AS PESSOAS NÃO SÃO MÁS, ELAS ESTÃO APENAS PERDIDAS
Lá vai Nino, uma
criança muito esperta, por entre as ruas do Tururu, jogando bola, empinando
pipa, subindo nas árvores e tocando a campainha do povo. Lá vai nino com seus
menos de 1 metro e meio, cheio de saúde e disposição para brincar. Quando pode faz
os “corre” num “trampo”, se junta com as amizades, joga um lixo aqui, outro
acolá e o povo gosta, sempre retribuindo ele com alguns centavos de real.
Lá vai Nino,
velho! Com seu potencial de atleta, correndo como ninguém, desviando como um capoeirista
dos golpes de vassoura que sua mãe lhe dava na hora da “pisa”. Parecia que via
tudo em câmera lenta, quando o cabo vinha pela direita, ele imediatamente se
esquivava pela esquerda, quando a chinela voava, premeditava sua direção e se
esquivava como um verdadeiro mestre das artes maciais. Diziam: esse Nino é fogo, se livra agora, mas
um dia a mãe pega ele.
Lá vai Nino pra
escola, tentando aprender a ler, se confundindo com os cálculos de matemática e
se divertindo com a merenda na hora do recreio. Era bom aluno, não era de
arrumar confusão, se dava bem com todos e com tudo, sem tempo ruim pra ele,
quando era hora de largar lá ia Nino em disparada pra casa perguntar a sua mãe
se estava tudo bem e ela já tinha esquecido que ele “merecia” umas tapas. A mãe
nem ligava mais, não lembrava o que ele tinha feito. Nino ficava muito feliz
com isso, pensava ele talvez que nunca iria repetir tal artimanha que irritasse
a sua mãe.
Quem olhasse pra
Nino saberia que ele cresceria um negão forte e inteligente, sempre pronto a
ajudar a sua mãe, cheio de amizades legais que “chegava junto” e ele sempre
parceiro também. Era um grande camarada. Que conhecia as ruas do Tururu como
ninguém apesar da pouca idade. Bastante autônomo, sabia o que comprar no mercadinho,
ele mesmo escolhia suas roupas de fim de ano, o jeito de arrumar seu cabelo e
se calçava sandálias quando ia pra rua ou não. Nino criança fazia muita coisa
boa na vida.
Lá vai Nino,
agora adolescente. Como pensamos ele cresceu um negão forte, gigante, com a voz
grossa e os olhos um pouco amarelados, não sabemos o porquê. A adolescência pra
Nino veio com mudanças estruturais muito fortes. Conheceu gente nova e tudo
começou a se modificar. Ele precisava se vestir melhor, tava namorando.
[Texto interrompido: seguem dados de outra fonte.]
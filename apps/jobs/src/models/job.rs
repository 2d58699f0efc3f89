use serde::{Deserialize, Serialize};

use crate::models::company::Company;

/// A normalized job posting, identical in shape whichever ATS it came from.
#[derive(Debug, Clone, PartialEq, Serialize, Deserialize)]
#[serde(rename_all = "camelCase")]
pub struct Job {
    pub id: String,
    pub slug: String,
    pub title: String,
    pub department: String,
    pub description: String,
    pub body: String,
    pub location: String,
    pub remote: bool,
    pub company: Company,
    /// Application link; a `mailto:` URL when the upstream gave an email address.
    pub url: String,
    /// Last update, epoch millis.
    pub updated: i64,
    #[serde(default, skip_serializing_if = "Option::is_none")]
    pub featured_until: Option<i64>,
    pub featured: bool,
    #[serde(default, skip_serializing_if = "Option::is_none")]
    pub min_salary: Option<f64>,
    #[serde(default, skip_serializing_if = "Option::is_none")]
    pub max_salary: Option<f64>,
}

impl Job {
    /// Sets the promotion deadline and recomputes `featured` against `now_ms`.
    /// The only way `featured` is ever set.
    pub fn with_featured_until(mut self, featured_until: Option<i64>, now_ms: i64) -> Self {
        self.featured_until = featured_until;
        self.featured = featured_until.is_some_and(|until| until >= now_ms);
        self
    }
}

/// A mapped job plus the upstream's open/closed flag, before listing rules run.
#[derive(Debug, Clone)]
pub struct Posting {
    pub job: Job,
    pub active: bool,
}

impl Posting {
    pub fn active(job: Job) -> Self {
        Self { job, active: true }
    }
}
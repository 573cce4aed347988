use crate::config::Config;
use crate::errors::Result;
use crate::logging::Logger;
use std::path::PathBuf;

/// Shared wiring for the demo host binary: configuration plus logger.
#[derive(Debug)]
pub struct AppContext {
    pub config: Config,
    pub logger: Logger,
    pub config_path: PathBuf,
    pub logs_dir: PathBuf,
}

impl AppContext {
    pub fn new_with_paths(config_path: PathBuf, logs_dir: PathBuf) -> Result<Self> {
        let config = Config::load_or_init(&config_path)?;

        let logger = Logger::new();
        logger.set_log_dir(&logs_dir);
        logger.set_file_logging_enabled(config.file_logging_enabled());

        Ok(Self {
            config,
            logger,
            config_path,
            logs_dir,
        })
    }
}

use std::fmt;
use std::fs::{self, File, OpenOptions};
use std::io::Write;
use std::path::{Path, PathBuf};
use std::sync::atomic::{AtomicBool, Ordering};
use std::sync::{Arc, Mutex};

use chrono::Local;

#[derive(Debug, Copy, Clone)]
pub enum LogLevel {
    Info,
    Warn,
    Error,
}

impl fmt::Display for LogLevel {
    fn fmt(&self, f: &mut fmt::Formatter<'_>) -> fmt::Result {
        match self {
            LogLevel::Info => write!(f, "INFO"),
            LogLevel::Warn => write!(f, "WARN"),
            LogLevel::Error => write!(f, "ERROR"),
        }
    }
}

#[derive(Debug, Copy, Clone, Default)]
pub enum LogTarget {
    ConsoleOnly,
    #[default]
    ConsoleAndFile,
    FileOnly,
}

/// Info goes to stdout, warnings and errors to stderr.
fn console_log(level: LogLevel, line: &str) {
    match level {
        LogLevel::Info => println!("{line}"),
        LogLevel::Warn | LogLevel::Error => eprintln!("{line}"),
    }
}

struct FileState {
    file: Option<Mutex<File>>,
    log_path: Option<PathBuf>,
    attempted: bool,
    log_dir: PathBuf,
}

impl Default for FileState {
    fn default() -> Self {
        Self {
            file: None,
            log_path: None,
            attempted: false,
            log_dir: PathBuf::from("logs"),
        }
    }
}

impl FileState {
    fn open(dir: &Path) -> std::io::Result<(File, PathBuf)> {
        fs::create_dir_all(dir)?;
        let stamp = Local::now().format("%Y%m%d-%H%M%S");
        let path = dir.join(format!("session-{stamp}.log"));
        let file = OpenOptions::new().create(true).append(true).open(&path)?;
        Ok((file, path))
    }
}

/// Cloneable logger shared between the demo host and its collaborators.
/// The file sink is created lazily on the first file-targeted message; if
/// that fails, logging continues console-only with a single warning.
#[derive(Clone)]
pub struct Logger {
    file_state: Arc<Mutex<FileState>>,
    file_enabled: Arc<AtomicBool>,
}

impl Logger {
    pub fn new() -> Self {
        Self {
            file_state: Arc::new(Mutex::new(FileState::default())),
            file_enabled: Arc::new(AtomicBool::new(true)),
        }
    }

    fn write_to_file(&self, line: &str) {
        let Ok(mut state) = self.file_state.lock() else {
            return;
        };
        if !state.attempted {
            state.attempted = true;
            match FileState::open(&state.log_dir) {
                Ok((file, path)) => {
                    state.file = Some(Mutex::new(file));
                    state.log_path = Some(path);
                }
                Err(err) => {
                    eprintln!(
                        "WARN: File logging unavailable; continuing without a log file. ({err})"
                    );
                }
            }
        }
        if let Some(file) = &state.file {
            if let Ok(mut file) = file.lock() {
                let _ = writeln!(file, "{line}");
            }
        }
    }

    fn log(&self, level: LogLevel, message: &str, target: LogTarget) {
        if matches!(target, LogTarget::ConsoleOnly | LogTarget::ConsoleAndFile) {
            console_log(level, message);
        }

        if matches!(target, LogTarget::ConsoleAndFile | LogTarget::FileOnly)
            && self.file_enabled.load(Ordering::SeqCst)
        {
            let timestamp = Local::now().format("%Y-%m-%d %H:%M:%S");
            let file_line = format!("[{timestamp}] {:<5} {message}", level);
            self.write_to_file(&file_line);
        }
    }

    pub fn info(&self, message: impl AsRef<str>, target: LogTarget) {
        self.log(LogLevel::Info, message.as_ref(), target);
    }

    pub fn warn(&self, message: impl AsRef<str>, target: LogTarget) {
        self.log(LogLevel::Warn, message.as_ref(), target);
    }

    pub fn error(&self, message: impl AsRef<str>, target: LogTarget) {
        self.log(LogLevel::Error, message.as_ref(), target);
    }

    pub fn set_file_logging_enabled(&self, enabled: bool) {
        self.file_enabled.store(enabled, Ordering::SeqCst);
    }

    pub fn file_logging_enabled(&self) -> bool {
        self.file_enabled.load(Ordering::SeqCst)
    }

    /// Only effective before the first file-targeted message.
    pub fn set_log_dir(&self, dir: impl AsRef<Path>) {
        if let Ok(mut state) = self.file_state.lock() {
            if !state.attempted {
                state.log_dir = dir.as_ref().to_path_buf();
            }
        }
    }

    pub fn log_dir(&self) -> Option<PathBuf> {
        self.file_state.lock().ok().map(|s| s.log_dir.clone())
    }

    pub fn log_path(&self) -> Option<PathBuf> {
        self.file_state.lock().ok().and_then(|s| s.log_path.clone())
    }
}

impl fmt::Debug for Logger {
    fn fmt(&self, f: &mut fmt::Formatter<'_>) -> fmt::Result {
        let path = self.log_path();
        f.debug_struct("Logger").field("log_path", &path).finish()
    }
}
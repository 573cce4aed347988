use slotwindow::core::context::AppContext;
use slotwindow::core::models::SlotChoice;
use slotwindow::core::types::{DateKey, SlotLabel};
use std::fs;
use std::path::PathBuf;
use std::sync::atomic::{AtomicUsize, Ordering};

static COUNTER: AtomicUsize = AtomicUsize::new(0);

pub fn make_temp_dir(prefix: &str) -> PathBuf {
    let dir = std::env::temp_dir().join(format!(
        "{prefix}-{}-{}",
        std::time::SystemTime::now()
            .duration_since(std::time::UNIX_EPOCH)
            .unwrap()
            .as_nanos(),
        COUNTER.fetch_add(1, Ordering::Relaxed)
    ));
    let _ = fs::create_dir_all(&dir);
    dir
}

pub fn write_config_with_start(dir: &PathBuf, start: &str) {
    let cfg = format!(
        r#"{{
      "window_size": {{ "value": 4, "description": "Columns per page" }},
      "default_slots": {{
        "value": ["9:30 AM", "10:30 AM", "11:30 AM", "1:30 PM", "2:30 PM", "3:30 PM"],
        "description": "Template"
      }},
      "start_date": {{ "value": "{start}", "description": "First visible date" }},
      "file_logging_enabled": {{ "value": "False", "description": "File logging" }}
    }}"#
    );
    fs::write(dir.join("config.json"), cfg).unwrap();
}

/// Context anchored at a fixed date so window contents are deterministic.
pub fn make_ctx(start: &str) -> (AppContext, PathBuf) {
    let dir = make_temp_dir("slotwindow-it");
    write_config_with_start(&dir, start);
    let ctx = AppContext::new_with_paths(dir.join("config.json"), dir.join("logs")).unwrap();
    (ctx, dir)
}

pub fn date(s: &str) -> DateKey {
    DateKey::try_from_str(s).unwrap()
}

pub fn slot(s: &str) -> SlotLabel {
    SlotLabel::try_from_str(s).unwrap()
}

pub fn choice(d: &str, t: &str) -> SlotChoice {
    SlotChoice::new(date(d), slot(t))
}
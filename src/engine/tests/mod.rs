
use crate::core::models::SlotChoice;
use crate::core::types::{DateKey, SlotLabel};
use crate::engine::SlotEngine;
use crate::engine::selection::SelectionObserver;
use chrono::NaiveDate;
use std::cell::RefCell;
use std::rc::Rc;

pub(super) fn sample_date() -> NaiveDate {
    // A Friday.
    NaiveDate::from_ymd_opt(2024, 3, 1).unwrap()
}

pub(super) fn date(s: &str) -> DateKey {
    DateKey::try_from_str(s).unwrap()
}

pub(super) fn slot(s: &str) -> SlotLabel {
    SlotLabel::try_from_str(s).unwrap()
}

pub(super) fn make_engine() -> SlotEngine {
    SlotEngine::new().with_anchor(sample_date())
}

/// Observer capturing every notification for assertion.
#[derive(Debug, Clone, Default)]
pub(super) struct RecordingObserver {
    pub choices: Rc<RefCell<Vec<SlotChoice>>>,
}

impl RecordingObserver {
    pub fn taken(&self) -> Vec<SlotChoice> {
        self.choices.borrow().clone()
    }
}

impl SelectionObserver for RecordingObserver {
    fn slot_selected(&mut self, choice: &SlotChoice) {
        self.choices.borrow_mut().push(choice.clone());
    }
}
use crate::core::models::SlotChoice;
use crate::core::types::{DateKey, SlotLabel};

/// Host notification for completed slot taps. Invoked exactly once per
/// successful slot selection; never for date-header taps or paging.
pub trait SelectionObserver {
    fn slot_selected(&mut self, choice: &SlotChoice);
}

/// Observer for hosts that don't consume notifications.
#[derive(Debug, Default, Clone, Copy)]
pub struct NoopObserver;

impl SelectionObserver for NoopObserver {
    fn slot_selected(&mut self, _choice: &SlotChoice) {}
}

/// Currently highlighted date and, optionally, time. A time is only ever
/// held together with the date it belongs to.
#[derive(Debug, Clone, Default, PartialEq, Eq)]
pub struct Selection {
    date: Option<DateKey>,
    time: Option<SlotLabel>,
}

impl Selection {
    pub fn new() -> Self {
        Self::default()
    }

    pub fn date(&self) -> Option<&DateKey> {
        self.date.as_ref()
    }

    pub fn time(&self) -> Option<&SlotLabel> {
        self.time.as_ref()
    }

    /// Highlight a date column. Always drops any chosen time.
    pub fn choose_date(&mut self, date: DateKey) {
        self.date = Some(date);
        self.time = None;
    }

    /// Highlight a slot, carrying its date, in one replacement.
    pub fn choose_slot(&mut self, date: DateKey, time: SlotLabel) {
        self.date = Some(date);
        self.time = Some(time);
    }

    pub fn clear(&mut self) {
        self.date = None;
        self.time = None;
    }

    pub fn as_choice(&self) -> Option<SlotChoice> {
        match (&self.date, &self.time) {
            (Some(date), Some(time)) => Some(SlotChoice::new(date.clone(), *time)),
            _ => None,
        }
    }

    pub fn is_date_active(&self, date: &DateKey) -> bool {
        self.date.as_ref() == Some(date)
    }

    pub fn is_slot_active(&self, date: &DateKey, time: &SlotLabel) -> bool {
        self.is_date_active(date) && self.time.as_ref() == Some(time)
    }
}
use crate::core::context::AppContext;
use crate::core::types::{DateKey, PageDirection, SlotLabel};
use crate::engine::SlotEngine;
use crate::errors::{Error, Result};
use crate::extensions::enums::valid_csv;
use crate::host::SharedSelection;
use crate::logging::LogTarget;
use crate::ui::view::{render, DefaultLabels};
use std::io::{self, BufRead, Write};
use std::str::FromStr;
use strum_macros::{AsRefStr, Display, EnumIter as EnumIterDerive, EnumString};

#[derive(Debug, Clone, Copy, PartialEq, Eq, EnumString, Display, AsRefStr, EnumIterDerive)]
#[strum(ascii_case_insensitive, serialize_all = "lowercase")]
enum HostCommand {
    #[strum(serialize = "next", to_string = "next")]
    Next,
    #[strum(serialize = "prev", to_string = "prev")]
    Prev,
    #[strum(serialize = "date", to_string = "date")]
    Date,
    #[strum(serialize = "pick", to_string = "pick")]
    Pick,
    #[strum(serialize = "show", to_string = "show")]
    Show,
    #[strum(serialize = "config", to_string = "config")]
    Config,
    #[strum(serialize = "quit", serialize = "exit", to_string = "quit")]
    Quit,
}

impl HostCommand {
    fn try_from(s: &str) -> Result<Self> {
        Self::from_str(s).map_err(|_| {
            Error::Parse(format!(
                "Unknown command: '{}'. Valid commands: {}",
                s.trim(),
                valid_csv::<HostCommand>()
            ))
        })
    }
}

/// Stand-in booking screen: drives one engine instance from line commands
/// and echoes the selection the way the real host flows do.
pub struct BookingRepl {
    engine: SlotEngine,
    mirror: SharedSelection,
}

impl BookingRepl {
    pub fn new(ctx: &AppContext) -> Self {
        let mirror = SharedSelection::new();
        let engine = SlotEngine::from_context(ctx).with_observer(Box::new(mirror.clone()));
        Self { engine, mirror }
    }

    pub fn run(&mut self, ctx: &AppContext) -> Result<()> {
        let stdin = io::stdin();
        let reader = stdin.lock();
        let stdout = io::stdout();
        let writer = stdout.lock();
        self.run_with_io(ctx, reader, writer)
    }

    pub fn run_with_io<R: BufRead, W: Write>(
        &mut self,
        ctx: &AppContext,
        reader: R,
        mut out: W,
    ) -> Result<()> {
        self.render_to(&mut out)?;
        writeln!(out, "Commands: {}", valid_csv::<HostCommand>())?;

        for line in reader.lines() {
            let line = line?;
            let trimmed = line.trim();
            if trimmed.is_empty() {
                continue;
            }
            match self.dispatch(ctx, trimmed, &mut out) {
                Ok(true) => break,
                Ok(false) => {}
                Err(err) => {
                    ctx.logger.error(err.to_string(), LogTarget::FileOnly);
                    writeln!(out, "{err}")?;
                }
            }
        }
        Ok(())
    }

    /// Returns true when the loop should stop.
    fn dispatch<W: Write>(&mut self, ctx: &AppContext, line: &str, out: &mut W) -> Result<bool> {
        let (head, rest) = match line.split_once(char::is_whitespace) {
            Some((head, rest)) => (head, rest.trim()),
            None => (line, ""),
        };

        match HostCommand::try_from(head)? {
            HostCommand::Next | HostCommand::Prev => {
                let direction = PageDirection::try_from(head)?;
                self.engine.page(direction);
                ctx.logger.info(
                    format!("Paged {direction}; anchor {}", self.engine.window().anchor()),
                    LogTarget::FileOnly,
                );
                self.render_to(out)?;
            }
            HostCommand::Date => {
                let date = DateKey::try_from_str(rest)?;
                self.engine.select_date(&date)?;
                ctx.logger
                    .info(format!("Date highlighted: {date}"), LogTarget::FileOnly);
                self.render_to(out)?;
            }
            HostCommand::Pick => {
                let (date_tok, time_tok) = rest.split_once(char::is_whitespace).ok_or_else(|| {
                    Error::Parse("Usage: pick <date> <time> (e.g. pick 2024-03-02 11:30 AM)".into())
                })?;
                let date = DateKey::try_from_str(date_tok)?;
                let time = SlotLabel::try_from_str(time_tok)?;
                self.engine.select_slot(&date, &time)?;
                ctx.logger
                    .info(format!("Slot picked: {date} {time}"), LogTarget::FileOnly);
                self.render_to(out)?;
                if let Some(echo) = self.mirror.echo_line() {
                    writeln!(out, "Selected: {echo}")?;
                }
            }
            HostCommand::Show => match self.mirror.echo_line() {
                Some(echo) => writeln!(out, "Selected: {echo}")?,
                None => writeln!(out, "Nothing selected yet.")?,
            },
            HostCommand::Config => {
                for row in ctx.config.rows().iter() {
                    writeln!(out, "{:<20} {:<40} {}", row.0, row.1, row.2)?;
                }
            }
            HostCommand::Quit => return Ok(true),
        }
        Ok(false)
    }

    fn render_to<W: Write>(&self, out: &mut W) -> Result<()> {
        let snapshot = render(&self.engine, &DefaultLabels, false, None);
        writeln!(out, "{snapshot}")?;
        Ok(())
    }
}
Precisava dar condições de vida melhor a sua mãe, que tava doente. Precisava
arrumar uma grana, porque tava desempregado. E o que tinha mais perto dele,
mais fácil de se conseguir (fácil um caralho!) era a bandidagem. Um assalto
aqui outro ali e lá vai Nino conquistar uma grana a mais de cada dia. Quem era
Nino... Um pirralho super massa e agora envolvido nessa bandidagem toda, dava
uma pena e medo.
Lá se foi Nino! Olhando
aqui pra ele no chão, com 19 anos, penso que ele não irá mais para canto
nenhum. Foi pego assaltando e a polícia não teve dó, meteu bala pra cima dele, cinco
tiros de 9mm, 4 o acertaram, três nas costas e um no cocão. Nino já não vai
mais lá, vai pra outro lugar ao encontro de tantos outros jovens pretos que
morreram antes dele. Se eu fosse só olhar pra Nino desse jeito como estou vendo
agora, acharia que ele sempre foi uma pessoa mal, que merecia a morte, porque
pra muitos bandido bom é bandido morto. Mas conheci Nino andando pelas ruas da
comunidade ajudando sua mãe e tendo a vida sofrida como muitos garotos desse
país. Ele não era mal, estava apenas perdido.